Importante, tali caratteristiche della domanda hanno inciso in profondità sulle fratture della disomogenea maggioranza a sostegno del governo Conte II, fratture che con riferimento al reddito minimo si eran già delineate al tempo dell’introduzione del RdC, quando lo scontro tra il Movimento 5 Stelle e il Partito Democratico era stato particolarmente acceso. L’emergere della pandemia non ha modificato la posizione degli attori in gioco: il conflitto è ri-emerso e si sono definite alcune chiare posizioni di veto all’interno della maggioranza – in particolare, quella di Italia Viva – che hanno reso di fatto impraticabile l’opzione di rendere più inclusivo il RdC.

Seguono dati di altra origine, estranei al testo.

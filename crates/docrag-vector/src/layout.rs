//! Persisted index layout.
//!
//! ```text
//! <dir>/manifest.json   format version, model, dimension, count, checksum
//! <dir>/vectors.bin     count x dimension little-endian f32, row-major
//! <dir>/chunks.jsonl    one chunk record per position
//! ```
//!
//! The manifest is written last, so a directory without one is never a
//! usable index.

use std::fs::{self, File};
use std::io::{BufRead, BufReader, BufWriter, Write};
use std::path::Path;

use chrono::{DateTime, Utc};
use serde::{Deserialize, Serialize};

use docrag_core::{Chunk, Error, Result};

pub const FORMAT_VERSION: u32 = 1;
pub const MANIFEST_FILE: &str = "manifest.json";
pub const VECTORS_FILE: &str = "vectors.bin";
pub const CHUNKS_FILE: &str = "chunks.jsonl";

const F32_BYTES: usize = std::mem::size_of::<f32>();
/// Upper bound on up-front allocation driven by manifest counts.
const PREALLOC_LIMIT: usize = 1 << 16;

#[derive(Debug, Clone, PartialEq, Serialize, Deserialize)]
pub struct Manifest {
    pub format_version: u32,
    pub model: String,
    pub dimension: usize,
    pub count: usize,
    pub created_at: DateTime<Utc>,
    pub vectors_blake3: String,
}

#[derive(Serialize)]
struct ChunkRecordRef<'a> {
    position: usize,
    text: &'a str,
    source: &'a str,
    sequence_index: usize,
    start: usize,
}

#[derive(Deserialize)]
struct ChunkRecord {
    position: usize,
    text: String,
    source: String,
    sequence_index: usize,
    #[serde(default)]
    start: usize,
}

/// Read and sanity-check `manifest.json` without touching the data files.
pub fn read_manifest(dir: &Path) -> Result<Manifest> {
    let path = dir.join(MANIFEST_FILE);
    let raw = fs::read_to_string(&path).map_err(|e| Error::persistence(&path, e))?;
    let manifest: Manifest =
        serde_json::from_str(&raw).map_err(|e| Error::persistence(&path, format!("corrupt manifest: {e}")))?;
    if manifest.format_version != FORMAT_VERSION {
        return Err(Error::persistence(
            &path,
            format!("unsupported format version {} (expected {FORMAT_VERSION})", manifest.format_version),
        ));
    }
    if manifest.dimension == 0 {
        return Err(Error::persistence(&path, "manifest records dimension 0"));
    }
    Ok(manifest)
}

/// Write a complete index into `dir`, which must already exist.
pub(crate) fn write(dir: &Path, model: &str, dimension: usize, vectors: &[f32], chunks: &[Chunk]) -> Result<Manifest> {
    let bytes: Vec<u8> = vectors.iter().flat_map(|v| v.to_le_bytes()).collect();
    let vectors_path = dir.join(VECTORS_FILE);
    fs::write(&vectors_path, &bytes).map_err(|e| Error::persistence(&vectors_path, e))?;

    let chunks_path = dir.join(CHUNKS_FILE);
    let file = File::create(&chunks_path).map_err(|e| Error::persistence(&chunks_path, e))?;
    let mut out = BufWriter::new(file);
    for (position, chunk) in chunks.iter().enumerate() {
        let record = ChunkRecordRef {
            position,
            text: &chunk.text,
            source: &chunk.source,
            sequence_index: chunk.sequence_index,
            start: chunk.start,
        };
        serde_json::to_writer(&mut out, &record).map_err(|e| Error::persistence(&chunks_path, e))?;
        out.write_all(b"\n").map_err(|e| Error::persistence(&chunks_path, e))?;
    }
    out.flush().map_err(|e| Error::persistence(&chunks_path, e))?;

    let manifest = Manifest {
        format_version: FORMAT_VERSION,
        model: model.to_string(),
        dimension,
        count: chunks.len(),
        created_at: Utc::now(),
        vectors_blake3: blake3::hash(&bytes).to_hex().to_string(),
    };
    let manifest_path = dir.join(MANIFEST_FILE);
    let json = serde_json::to_vec_pretty(&manifest).map_err(|e| Error::persistence(&manifest_path, e))?;
    fs::write(&manifest_path, json).map_err(|e| Error::persistence(&manifest_path, e))?;
    Ok(manifest)
}

pub(crate) fn read_vectors(dir: &Path, manifest: &Manifest) -> Result<Vec<f32>> {
    let path = dir.join(VECTORS_FILE);
    let expected = manifest
        .count
        .checked_mul(manifest.dimension)
        .and_then(|n| n.checked_mul(F32_BYTES))
        .ok_or_else(|| {
            Error::persistence(
                &path,
                format!("manifest count {} x dimension {} is out of range", manifest.count, manifest.dimension),
            )
        })?;
    // check the size before reading anything
    let on_disk = fs::metadata(&path).map_err(|e| Error::persistence(&path, e))?.len();
    if u64::try_from(expected).ok() != Some(on_disk) {
        return Err(Error::persistence(
            &path,
            format!("expected {expected} bytes for {} vectors, found {on_disk}", manifest.count),
        ));
    }
    let bytes = fs::read(&path).map_err(|e| Error::persistence(&path, e))?;
    if bytes.len() != expected {
        return Err(Error::persistence(
            &path,
            format!("expected {expected} bytes for {} vectors, found {}", manifest.count, bytes.len()),
        ));
    }
    if blake3::hash(&bytes).to_hex().as_str() != manifest.vectors_blake3 {
        return Err(Error::persistence(&path, "checksum does not match manifest"));
    }
    Ok(bytes
        .chunks_exact(F32_BYTES)
        .map(|b| f32::from_le_bytes([b[0], b[1], b[2], b[3]]))
        .collect())
}

pub(crate) fn read_chunks(dir: &Path, manifest: &Manifest) -> Result<Vec<Chunk>> {
    let path = dir.join(CHUNKS_FILE);
    let file = File::open(&path).map_err(|e| Error::persistence(&path, e))?;
    let mut chunks = Vec::with_capacity(manifest.count.min(PREALLOC_LIMIT));
    for line in BufReader::new(file).lines() {
        let line = line.map_err(|e| Error::persistence(&path, e))?;
        if line.trim().is_empty() {
            continue;
        }
        let record: ChunkRecord = serde_json::from_str(&line)
            .map_err(|e| Error::persistence(&path, format!("corrupt record at line {}: {e}", chunks.len() + 1)))?;
        if chunks.len() == manifest.count {
            return Err(Error::persistence(&path, format!("more than the {} records the manifest lists", manifest.count)));
        }
        if record.position != chunks.len() {
            return Err(Error::persistence(
                &path,
                format!("expected position {}, found {}", chunks.len(), record.position),
            ));
        }
        chunks.push(Chunk {
            text: record.text,
            source: record.source,
            sequence_index: record.sequence_index,
            start: record.start,
        });
    }
    if chunks.len() != manifest.count {
        return Err(Error::persistence(
            &path,
            format!("manifest lists {} chunks, found {}", manifest.count, chunks.len()),
        ));
    }
    Ok(chunks)
}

Allo stesso tempo, la pressione da parte di coalizioni sociali attente allo sviluppo delle politiche contro la povertà, e di alcune forze politiche sensibili alle richieste di queste, ha consentito l’introduzione di un nuovo strumento, il Reddito di Emergenza – temporaneo e decisamente residuale – per tamponare alcune lacune nella copertura del RdC.

 

Conclusioni

La decisione di adottare un nuovo strumento per rispondere al drammatico aumento delle povertà portato dall’emergere della pandemia, il Reddito di Emergenza, oltre ad aver limitato la capacità di rispondere tempestivamente ai bisogni di “chi ha di meno”, ha fatto sì che rimanga oggi aperta la questione della protezione degli ‘ex’ beneficiari REM che non hanno diritto oggi diritto al RdC pur rimanendo la situazione economica e sociale difficile. In questa prospettiva, particolare attenzione dovrebbe essere dedicata ai cittadini extracomunitari, poiché la scelta di proteggere la maggior parte delle famiglie straniere soltanto attraverso uno schema temporaneo appare iniqua, inefficiente considerando l’evoluzione della povertà in Italia (si veda Mesini e Gnan 2021), e poco giustificabile rispetto ai principi sanciti nel Pilastro Europeo dei Diritti Sociali.

 

Tali considerazioni consentono un’ultima osservazione. Ancora oggi, a quasi tre anni dall’introduzione, è difficile promuovere in Italia un dibattito, volendo anche acceso ma empiricamente ben fondato sul RdC, una misura fortemente connotata normativamente e considerata il cavallo di battaglia del Movimento 5 Stelle. E così, le proposte del ‘Comitato Scientifico per la Valutazione del Reddito di Cittadinanza’ volte a correggere le distorsioni della misura vengono sostanzialmente accantonate, mentre governo e parlamento introducono in Legge di Bilancio misure di dubbia efficacia che mirano a inasprire l’apparato sanzionatorio della misura. In altri termini, le politiche di reddito minimo in Italia continuano ad essere eccessivamente influenzate da dinamiche di ’iperpoliticizzazione’– ossia di puro scontro tra interessi e relativi rapporti di potere – che hanno caratterizzato questo settore di policy persino durante la pandemia, e che rendono ancor più arduo adottare soluzioni utili a rispondere al dilagare della povertà in Italia.